Ray Bradbury
Here There Be Tygers
«You have to beat a planet at its own game,» said Chatterton. «Get in, rip it up, poison its animals, dam its rivers, sow its fields, depollinate its air, mine it, nail it down, hack away at it, and get the hell out from under when you have what you want. Otherwise, a planet will fix you good. You can't trust planets. They're bound to be different, bound to be bad, bound to be out to get you, especially this far off, a billion miles from nowhere, so you get them first. Tear their skin off, I say. Drag out the minerals and run away before the damn world explodes in your face. That's the way to treat them.»
The rocket ship sank down towards planet 7 of star system 84. They had travelled millions upon millions of miles. Earth was far away, her system and her sun forgotten, her system settled and investigated and profited on, and other systems rummaged through and milked and tidied up, and now the rockets of these tiny men from an impossibly remote planet were probing out to far universes. In a few months, a few years, they could travel anywhere, for the speed of their rocket was the speed of a god, and now for the ten thousandth time one of the rockets of the far-circling hunt was feathering down towards an alien world.
«No,» said Captain Forester. «I have too much respect for other worlds to treat them the way you want to, Chatterton. It's not my business to rape or ruin, anyway, thank God. I'm glad I'm just a rocket man. You're the anthropologist-mineralogist. Go ahead, do your mining and ripping and scraping. I'll just watch. I'll just go around looking at this new world, whatever it is, however it seems. I like to look. All rocket men are lookers or they wouldn't be rocket men. You like to smell new airs, if you're a rocket man, and see new colours and new people if there are new people to see, and new oceans and islands.»
«Take your gun along,» said Chatterton. «In my holster,» said Forester. They turned to the port together and saw the green world rising to meet their ship. «I wonder what it thinks of us?» said Forester.
«It won't like me,» said Chatterton. «By God, I'll see to it it won't like me. And I don't care, you know. I don't give a damn. I'm out for the money. Land us over there, will you, Captain; that looks like iron country if I ever saw it.» It was the freshest green colour they had seen since childhood.

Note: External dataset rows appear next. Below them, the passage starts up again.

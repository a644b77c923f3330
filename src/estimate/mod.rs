pub(crate) mod exhaustive;
pub(crate) mod hierarchy;

use arrayvec::ArrayVec;
use log::debug;
use rayon::iter::{IntoParallelIterator, ParallelIterator};
use thiserror::Error;
use v_frame::{pixel::Pixel, plane::Plane};

use crate::{
    data::{
        block::BlockWidth,
        motion::{MV_UNITS_PER_SAMPLE, MotionField, MotionVector, SuperblockBestState},
        plane::{Area, AsRegion, PlaneOffset, Rect, edge_padding},
        sad::get_sad,
        superblock::{SB_SIZE, SuperBlockOffset},
    },
    estimate::{
        exhaustive::{SearchResult, SearchWindow, exhaustive_search},
        hierarchy::{CANDIDATE_COUNT, CandidateRow, PartitionSadTable, aggregate_candidate_row},
    },
};

/// Options controlling the motion-estimation pass.
#[derive(Debug, Clone, Copy)]
pub struct MotionEstimationConfig {
    /// Horizontal extent of the coarse search window, in candidate
    /// displacements.
    pub search_width: usize,
    /// Vertical extent of the coarse search window, in candidate
    /// displacements.
    pub search_height: usize,
    /// Number of candidate rows aggregated around the coarse winner during
    /// hierarchical refinement.
    pub refine_rows: usize,
}

impl Default for MotionEstimationConfig {
    #[inline]
    fn default() -> Self {
        MotionEstimationConfig {
            search_width: 48,
            search_height: 32,
            refine_rows: 8,
        }
    }
}

impl MotionEstimationConfig {
    /// Edge padding the reference plane must provide for this window, per
    /// axis.
    const fn required_padding(&self) -> (usize, usize) {
        (
            self.search_width / 2 + CANDIDATE_COUNT,
            self.search_height / 2 + self.refine_rows,
        )
    }
}

/// Error returned when the caller-supplied planes cannot support the
/// requested search.
#[derive(Debug, Error, Clone, Copy, PartialEq, Eq)]
pub enum EstimationError {
    /// Source and reference must describe the same coding area.
    #[error("source and reference plane dimensions differ")]
    DimensionMismatch,
    /// The reference plane does not carry enough replicated border pixels
    /// for the configured window.
    #[error("reference plane has {available} pixels of edge padding, the search needs {required}")]
    InsufficientPadding {
        /// Padding the configured window needs on the offending axis.
        required: usize,
        /// Padding the plane actually carries on that axis.
        available: usize,
    },
}

// Displacement range addressable for a w x h block at po, padding included.
fn displacement_bounds<T: Pixel>(
    plane: &Plane<T>,
    po: PlaneOffset,
    w: usize,
    h: usize,
) -> (isize, isize, isize, isize) {
    let cfg = &plane.cfg;
    let dx_min = -(cfg.xorigin as isize) - po.x;
    let dx_max = (cfg.stride - cfg.xorigin) as isize - w as isize - po.x;
    let dy_min = -(cfg.yorigin as isize) - po.y;
    let dy_max = (cfg.alloc_height - cfg.yorigin) as isize - h as isize - po.y;
    (dx_min, dx_max, dy_min, dy_max)
}

// Place a window of up to `count` displacements so that it contains `center`
// and stays inside [d_min, d_max].
fn clamp_window(center: isize, count: usize, d_min: isize, d_max: isize) -> (isize, usize) {
    let avail = (d_max - d_min + 1).max(0) as usize;
    let count = count.min(avail);
    if count == 0 {
        return (d_min, 0);
    }
    let lo = (center - (count / 2) as isize).clamp(d_min, d_max - count as isize + 1);
    (lo, count)
}

/// Estimate motion for one superblock against one reference picture.
///
/// Runs the coarse exhaustive search over a window centered on the best of
/// `seeds` (the zero vector is always worth including), then refines full
/// superblocks with ascending candidate-row batches folded into the returned
/// best state. Blocks clipped by the frame edge are searched at the largest
/// fitting width class and skip hierarchical refinement.
///
/// # Panics
///
/// - If the superblock offset lies outside the plane, or the clipped block
///   is narrower than the smallest width class.
pub fn estimate_superblock_motion<T: Pixel>(
    org: &Plane<T>,
    p_ref: &Plane<T>,
    sbo: SuperBlockOffset,
    seeds: &[MotionVector],
    cfg: &MotionEstimationConfig,
    bit_depth: usize,
) -> SuperblockBestState {
    let po = sbo.to_plane_offset();
    assert!(po.x < org.cfg.width as isize && po.y < org.cfg.height as isize);
    let rem_w = (org.cfg.width as isize - po.x) as usize;
    let rem_h = (org.cfg.height as isize - po.y) as usize;

    let full_sb = rem_w >= SB_SIZE && rem_h >= SB_SIZE;
    let w = BlockWidth::largest_fitting(rem_w.min(SB_SIZE)).width();
    let h = rem_h.min(SB_SIZE);

    let org_region = org.region(Area::Rect(Rect {
        x: po.x,
        y: po.y,
        width: w,
        height: h,
    }));

    let (dx_min, dx_max, dy_min, dy_max) = displacement_bounds(p_ref, po, w, h);

    // Pick the best starting point among the seeds; the first seed wins
    // ties, like every other comparison in this pass.
    let mut seed_sad = u32::MAX;
    let (mut seed_dx, mut seed_dy) = (0isize, 0isize);
    for seed in seeds {
        let fullpel = seed.quantize_to_fullpel();
        let dx = ((fullpel.col / MV_UNITS_PER_SAMPLE) as isize).clamp(dx_min, dx_max);
        let dy = ((fullpel.row / MV_UNITS_PER_SAMPLE) as isize).clamp(dy_min, dy_max);
        let cand_region = p_ref.region(Area::Rect(Rect {
            x: po.x + dx,
            y: po.y + dy,
            width: w,
            height: h,
        }));
        let sad = get_sad(&org_region, &cand_region, w, h, bit_depth);
        if sad < seed_sad {
            seed_sad = sad;
            seed_dx = dx;
            seed_dy = dy;
        }
    }

    // Coarse exhaustive search over a window containing the chosen seed.
    let (win_x, win_w) = clamp_window(seed_dx, cfg.search_width, dx_min, dx_max);
    let (win_y, win_h) = clamp_window(seed_dy, cfg.search_height, dy_min, dy_max);
    let window = SearchWindow {
        x: win_x as i16,
        y: win_y as i16,
        width: win_w,
        height: win_h,
    };
    let mut coarse = SearchResult {
        best_sad: seed_sad,
        best_dx: (seed_dx - win_x) as i16,
        best_dy: (seed_dy - win_y) as i16,
    };
    exhaustive_search(&org_region, p_ref, po, window, w, h, bit_depth, &mut coarse);

    let coarse_dx = win_x + coarse.best_dx as isize;
    let coarse_dy = win_y + coarse.best_dy as isize;

    let mut state = SuperblockBestState::empty();
    state.best_64x64.improve(
        coarse.best_sad,
        MotionVector::from_fullpel(coarse_dx as i16, coarse_dy as i16),
    );

    if !full_sb {
        return state;
    }

    // Hierarchical refinement: one candidate batch per row, ascending
    // vertical offset, centered on the coarse winner.
    let batch_dx_max = dx_max - (CANDIDATE_COUNT as isize - 1);
    if batch_dx_max < dx_min {
        return state;
    }
    let x0 = (coarse_dx - (CANDIDATE_COUNT as isize / 2)).clamp(dx_min, batch_dx_max);
    let (dy_lo, dy_count) = clamp_window(coarse_dy, cfg.refine_rows, dy_min, dy_max);

    let mut table = PartitionSadTable::new();
    for dy in dy_lo..dy_lo + dy_count as isize {
        let row = CandidateRow::from_fullpel(x0 as i16, dy as i16);
        table.compute(&org_region, p_ref, po, x0 as i16, dy as i16);
        aggregate_candidate_row(&mut state, row, &table);
    }

    state
}

/// Estimate motion for every superblock of a frame against one reference
/// picture.
///
/// Superblock rows are processed in parallel; within a row, each superblock
/// is seeded from its left neighbor's whole-superblock winner and the zero
/// vector.
///
/// # Errors
///
/// - If the planes disagree on the coding area, or the reference padding
///   cannot support the configured window.
pub fn estimate_frame_motion<T: Pixel>(
    org: &Plane<T>,
    p_ref: &Plane<T>,
    cfg: &MotionEstimationConfig,
    bit_depth: usize,
) -> Result<MotionField, EstimationError> {
    if org.cfg.width != p_ref.cfg.width || org.cfg.height != p_ref.cfg.height {
        return Err(EstimationError::DimensionMismatch);
    }

    let (req_x, req_y) = cfg.required_padding();
    let (pad_x, pad_y) = edge_padding(p_ref);
    if pad_x < req_x {
        return Err(EstimationError::InsufficientPadding {
            required: req_x,
            available: pad_x,
        });
    }
    if pad_y < req_y {
        return Err(EstimationError::InsufficientPadding {
            required: req_y,
            available: pad_y,
        });
    }

    let sb_cols = org.cfg.width.div_ceil(SB_SIZE);
    let sb_rows = org.cfg.height.div_ceil(SB_SIZE);
    let mut field = MotionField::new(sb_cols, sb_rows);

    field
        .rows_mut()
        .enumerate()
        .collect::<Vec<_>>()
        .into_par_iter()
        .for_each(|(sby, row_states)| {
            let mut left: Option<MotionVector> = None;
            for (sbx, slot) in row_states.iter_mut().enumerate() {
                let po_x = sbx * SB_SIZE;
                // Slivers narrower than the smallest width class keep their
                // sentinel entries.
                if org.cfg.width - po_x < 4 {
                    left = None;
                    continue;
                }

                let mut seeds = ArrayVec::<MotionVector, 2>::new();
                seeds.push(MotionVector::default());
                if let Some(mv) = left {
                    seeds.push(mv);
                }

                let state = estimate_superblock_motion(
                    org,
                    p_ref,
                    SuperBlockOffset { x: sbx, y: sby },
                    &seeds,
                    cfg,
                    bit_depth,
                );
                left = Some(state.best_64x64.mv);
                *slot = state;
            }
        });

    debug!(
        "motion pass: {}x{} superblocks, {}x{} coarse window, {} refine rows",
        sb_cols, sb_rows, cfg.search_width, cfg.search_height, cfg.refine_rows
    );

    Ok(field)
}

#[cfg(test)]
mod tests {
    use super::*;
    use crate::data::motion::MotionVector;

    // A pattern with period 16 on both axes and no other self-coincidence:
    // any displacement that is not a multiple of (16, 16) changes some
    // pixel, so within a window smaller than the period the zero-SAD
    // displacement is unique.
    fn tile_pattern(x: isize, y: isize) -> u8 {
        (((x & 15) | ((y & 15) << 4)) & 255) as u8
    }

    fn make_plane(
        width: usize,
        height: usize,
        pad: usize,
        f: impl Fn(isize, isize) -> u8,
    ) -> Plane<u8> {
        let mut plane = Plane::new(width, height, 0, 0, pad, pad);
        let stride = plane.cfg.stride;
        let xo = plane.cfg.xorigin as isize;
        let yo = plane.cfg.yorigin as isize;
        for (i, row) in plane.data.chunks_mut(stride).enumerate() {
            for (j, pixel) in row.iter_mut().enumerate() {
                *pixel = f(j as isize - xo, i as isize - yo);
            }
        }
        plane
    }

    const SMALL_WINDOW: MotionEstimationConfig = MotionEstimationConfig {
        search_width: 12,
        search_height: 12,
        refine_rows: 6,
    };

    #[test]
    fn recovers_global_shift_at_all_granularities() {
        let (shift_x, shift_y) = (5isize, -3isize);
        let org = make_plane(128, 128, 16, tile_pattern);
        let reference = make_plane(128, 128, 16, |x, y| tile_pattern(x - shift_x, y - shift_y));

        let field =
            estimate_frame_motion(&org, &reference, &SMALL_WINDOW, 8).expect("valid geometry");
        assert_eq!((field.cols, field.rows), (2, 2));

        let expected = MotionVector::from_fullpel(shift_x as i16, shift_y as i16);
        for sby in 0..2 {
            for sbx in 0..2 {
                let state = &field[sby][sbx];
                assert_eq!(state.best_64x64.mv, expected, "sb ({sbx}, {sby})");
                assert_eq!(state.best_64x64.sad, 0);
                for best in &state.best_32x32 {
                    assert_eq!((best.mv, best.sad), (expected, 0));
                }
                for best in &state.best_16x16 {
                    assert_eq!((best.mv, best.sad), (expected, 0));
                }
                for best in &state.best_8x8 {
                    assert_eq!((best.mv, best.sad), (expected, 0));
                }
            }
        }
    }

    #[test]
    fn identical_frames_settle_on_zero_motion() {
        let org = make_plane(64, 64, 16, tile_pattern);
        let reference = make_plane(64, 64, 16, tile_pattern);

        let field =
            estimate_frame_motion(&org, &reference, &SMALL_WINDOW, 8).expect("valid geometry");
        let state = &field[0][0];
        assert_eq!(state.best_64x64.mv, MotionVector::default());
        assert_eq!(state.best_64x64.sad, 0);
    }

    #[test]
    fn clipped_edge_blocks_use_fitting_width_class() {
        // 88 = 64 + 24: the right column of superblocks is 24 wide, the
        // bottom row 24 tall.
        let (shift_x, shift_y) = (2isize, 1isize);
        let org = make_plane(88, 88, 16, tile_pattern);
        let reference = make_plane(88, 88, 16, |x, y| tile_pattern(x - shift_x, y - shift_y));

        let field =
            estimate_frame_motion(&org, &reference, &SMALL_WINDOW, 8).expect("valid geometry");
        assert_eq!((field.cols, field.rows), (2, 2));

        let expected = MotionVector::from_fullpel(shift_x as i16, shift_y as i16);
        for sby in 0..2 {
            for sbx in 0..2 {
                let state = &field[sby][sbx];
                assert_eq!(state.best_64x64.mv, expected, "sb ({sbx}, {sby})");
                assert_eq!(state.best_64x64.sad, 0);
            }
        }
        // Clipped superblocks skip hierarchical refinement.
        assert_eq!(field[0][1].best_16x16[0].sad, u32::MAX);
        assert_eq!(field[1][0].best_8x8[0].sad, u32::MAX);
    }

    #[test]
    fn rejects_mismatched_planes() {
        let org = make_plane(128, 128, 32, tile_pattern);
        let reference = make_plane(64, 64, 32, tile_pattern);
        let err = estimate_frame_motion(&org, &reference, &MotionEstimationConfig::default(), 8)
            .unwrap_err();
        assert_eq!(err, EstimationError::DimensionMismatch);
    }

    #[test]
    fn rejects_insufficient_padding() {
        let org = make_plane(128, 128, 8, tile_pattern);
        let reference = make_plane(128, 128, 8, tile_pattern);
        let err = estimate_frame_motion(&org, &reference, &MotionEstimationConfig::default(), 8)
            .unwrap_err();
        assert!(matches!(err, EstimationError::InsufficientPadding { .. }));
    }
}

Lakes lay like clear blue water droplets through the soft hills; there were no loud highways, signboards, or cities. It's a sea of green golf-links, thought Forester, which goes on for ever. Putting greens, driving greens, you could walk ten thousand miles in any direction and never finish your game. A Sunday planet, a croquet-lawn world, where you could lie on your back, clover in your lips, eyes half-shut, smiling at the sky, smelling the grass, drowse through an eternal Sabbath, rousing only on occasion to turn the
Sunday paper or crack the red-striped wooden ball through the hoop.
«If ever a planet was a woman, this one is.»
«Woman on the outside, man on the inside,» said Chatterton. «All hard underneath, all male iron, copper, uranium, black sod. Don't let the cosmetics fool you.»
He walked to the bin where the Earth Drill waited. Its great screw-snout glittered bluely, ready to stab seventy feet deep and suck out corks of earth, deeper still with extensions into the heart of the planet. Chatterton winked at it. «We'll fix your woman, Forester, but good.»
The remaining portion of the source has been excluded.